ARM Cortex-X4

General information
- Launched: 2023
- Designed by: ARM Ltd.

Performance
- Address width: 40-bit

Physical specifications
- Cores: 1–10 (per cluster);

Cache
- L1 cache: 128 KiB (64 KiB I-cache with parity, 64 KiB D-cache) per core
- L2 cache: 512–2048 KiB per core
- L3 cache: 512 KiB – 32 MiB (optional)

Architecture and classification
- Microarchitecture: ARM Cortex-X4
- Instruction set: ARMv9.2-A

Products, models, variants
- Product code name: "Hunter ELP";
- Variant: ARM Cortex-A720;

History
- Predecessor: ARM Cortex-X3
- Successor: ARM Cortex-X925

= ARM Cortex-X4 =

High-performance CPU core design

The ARM Cortex-X4 is a high-performance CPU core from Arm, released in 2023 as part of Arm's "total compute solution". It serves as the successor of ARM Cortex-X3.

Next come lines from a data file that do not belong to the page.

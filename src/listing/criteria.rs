//! User-selected listing criteria.
//!
//! Criteria are plain data owned by the caller. The `set_*` mutators reset the
//! page to 1 so that narrowing a filter never leaves the caller on a page that
//! no longer exists; `set_page` is the only mutator that keeps the rest.

use serde::{Deserialize, Serialize};
use std::collections::BTreeSet;
use std::fmt;
use std::str::FromStr;

use super::facets::Facet;

pub const DEFAULT_PAGE_SIZE: usize = 10;

/// Ordering applied to the filtered listing
#[derive(Debug, Clone, Copy, PartialEq, Eq, Default)]
pub enum SortKey {
  /// Most recently created first
  #[default]
  Newest,
  PriceAscending,
  PriceDescending,
  TitleAscending,
  TitleDescending,
}

impl SortKey {
  pub fn as_str(&self) -> &'static str {
    match self {
      SortKey::Newest => "newest",
      SortKey::PriceAscending => "price-asc",
      SortKey::PriceDescending => "price-desc",
      SortKey::TitleAscending => "title-asc",
      SortKey::TitleDescending => "title-desc",
    }
  }
}

impl fmt::Display for SortKey {
  fn fmt(&self, f: &mut fmt::Formatter<'_>) -> fmt::Result {
    f.write_str(self.as_str())
  }
}

impl FromStr for SortKey {
  type Err = String;

  fn from_str(s: &str) -> Result<Self, Self::Err> {
    match s.trim().to_lowercase().as_str() {
      "newest" => Ok(SortKey::Newest),
      "price-asc" | "price-ascending" => Ok(SortKey::PriceAscending),
      "price-desc" | "price-descending" => Ok(SortKey::PriceDescending),
      "title-asc" | "title-ascending" => Ok(SortKey::TitleAscending),
      "title-desc" | "title-descending" => Ok(SortKey::TitleDescending),
      other => Err(format!(
        "unknown sort key '{}' (expected newest, price-asc, price-desc, title-asc, title-desc)",
        other
      )),
    }
  }
}

/// A predefined price bucket offered as a one-tap choice.
///
/// Half-open: `min <= price < max`, with no upper bound when `max` is absent.
#[derive(Debug, Clone, PartialEq, Serialize, Deserialize)]
pub struct PricePreset {
  pub label: String,
  pub min: f64,
  #[serde(default)]
  pub max: Option<f64>,
}

impl PricePreset {
  pub fn new(label: impl Into<String>, min: f64, max: Option<f64>) -> Self {
    Self {
      label: label.into(),
      min,
      max,
    }
  }

  pub fn contains(&self, price: f64) -> bool {
    self.min <= price && self.max.map_or(true, |max| price < max)
  }

  /// Buckets shipped when the config doesn't define its own (prices in VND).
  pub fn defaults() -> Vec<Self> {
    vec![
      Self::new("0-100k", 0.0, Some(100_000.0)),
      Self::new("100k-200k", 100_000.0, Some(200_000.0)),
      Self::new("200k-500k", 200_000.0, Some(500_000.0)),
      Self::new("500k+", 500_000.0, None),
    ]
  }
}

/// Free-form price bounds, both inclusive; an absent bound is unconstrained.
#[derive(Debug, Clone, Copy, PartialEq, Default)]
pub struct PriceRange {
  pub min: Option<f64>,
  pub max: Option<f64>,
}

impl PriceRange {
  pub fn new(min: Option<f64>, max: Option<f64>) -> Self {
    Self { min, max }
  }

  pub fn contains(&self, price: f64) -> bool {
    self.min.map_or(true, |min| price >= min) && self.max.map_or(true, |max| price <= max)
  }
}

/// Price constraint: an active preset replaces the free-form range entirely.
#[derive(Debug, Clone, PartialEq, Default)]
pub struct PriceFilter {
  pub preset: Option<PricePreset>,
  pub range: PriceRange,
}

impl PriceFilter {
  pub fn matches(&self, price: f64) -> bool {
    match &self.preset {
      Some(preset) => preset.contains(price),
      None => self.range.contains(price),
    }
  }
}

/// Everything the listing pipeline needs to produce one page.
#[derive(Debug, Clone, PartialEq)]
pub struct FilterCriteria {
  pub category_ids: BTreeSet<String>,
  pub languages: BTreeSet<String>,
  pub suppliers: BTreeSet<String>,
  pub price: PriceFilter,
  /// Substring matched against title and author after sorting
  pub search_text: String,
  pub sort: SortKey,
  /// 1-indexed
  pub page: usize,
  pub page_size: usize,
}

impl Default for FilterCriteria {
  fn default() -> Self {
    Self::new(DEFAULT_PAGE_SIZE)
  }
}

impl FilterCriteria {
  pub fn new(page_size: usize) -> Self {
    Self {
      category_ids: BTreeSet::new(),
      languages: BTreeSet::new(),
      suppliers: BTreeSet::new(),
      price: PriceFilter::default(),
      search_text: String::new(),
      sort: SortKey::default(),
      page: 1,
      page_size,
    }
  }

  /// Selected values for a facet.
  pub fn selected(&self, facet: Facet) -> &BTreeSet<String> {
    match facet {
      Facet::Category => &self.category_ids,
      Facet::Language => &self.languages,
      Facet::Supplier => &self.suppliers,
    }
  }

  fn selected_mut(&mut self, facet: Facet) -> &mut BTreeSet<String> {
    match facet {
      Facet::Category => &mut self.category_ids,
      Facet::Language => &mut self.languages,
      Facet::Supplier => &mut self.suppliers,
    }
  }

  /// Replace the selection for a facet.
  pub fn set_selected<I, S>(&mut self, facet: Facet, values: I)
  where
    I: IntoIterator<Item = S>,
    S: Into<String>,
  {
    *self.selected_mut(facet) = values.into_iter().map(Into::into).collect();
    self.page = 1;
  }

  /// Add the value to the facet selection, or remove it if already selected.
  pub fn toggle(&mut self, facet: Facet, value: &str) {
    let selected = self.selected_mut(facet);
    if !selected.remove(value) {
      selected.insert(value.to_string());
    }
    self.page = 1;
  }

  /// Activate a preset (or clear it with `None`); the free-form range is
  /// ignored while a preset is active.
  pub fn set_preset(&mut self, preset: Option<PricePreset>) {
    self.price.preset = preset;
    self.page = 1;
  }

  pub fn set_price_range(&mut self, range: PriceRange) {
    self.price.range = range;
    self.page = 1;
  }

  pub fn set_search(&mut self, text: impl Into<String>) {
    self.search_text = text.into();
    self.page = 1;
  }

  pub fn set_sort(&mut self, sort: SortKey) {
    self.sort = sort;
    self.page = 1;
  }

  pub fn set_page_size(&mut self, page_size: usize) {
    self.page_size = page_size;
    self.page = 1;
  }

  pub fn set_page(&mut self, page: usize) {
    self.page = page;
  }

  /// Drop every filter and the search text. Sort and page size stay.
  pub fn clear_filters(&mut self) {
    self.category_ids.clear();
    self.languages.clear();
    self.suppliers.clear();
    self.price = PriceFilter::default();
    self.search_text.clear();
    self.page = 1;
  }
}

X-series CPU cores generally focus on high performance, and can be grouped with other ARM cores, such as ARM Cortex-A720 or/and ARM Cortex-A520 in a System-on-Chip (SoC).

== Architecture changes in comparison with ARM Cortex-X3 ==
The processor implements the following changes:
- ARMv9.2
- micro-op (MOP) cache removed (previously 1.5k entries)
- Decode width: 10
- Rename / Dispatch width: 10 (increased from 8)
- Reorder buffer (ROB): 384 entries (increased from 320)
- Execution ports: 21 (increased from 15)
- Pipeline length: 10 (increased from 9)
- Up to 2 MiB of private L2 cache (increased from 1 MiB)
- DSU-120
  - Up to 14 cores (up from 12 cores)
  - Up to 32 MiB of shared L3 cache (increased from 16 MiB)
Performance claims:
- 15% peak performance improvement over the Cortex-X3 in smartphones (3.4GHz, 2MB L2, 8MB L3).
- 13% IPC uplift over the Cortex-X3, when based on the same process, clock speed, and L3 cache (but 2 MiB L2 vs 1 MiB L2) setup (also known as ISO-process).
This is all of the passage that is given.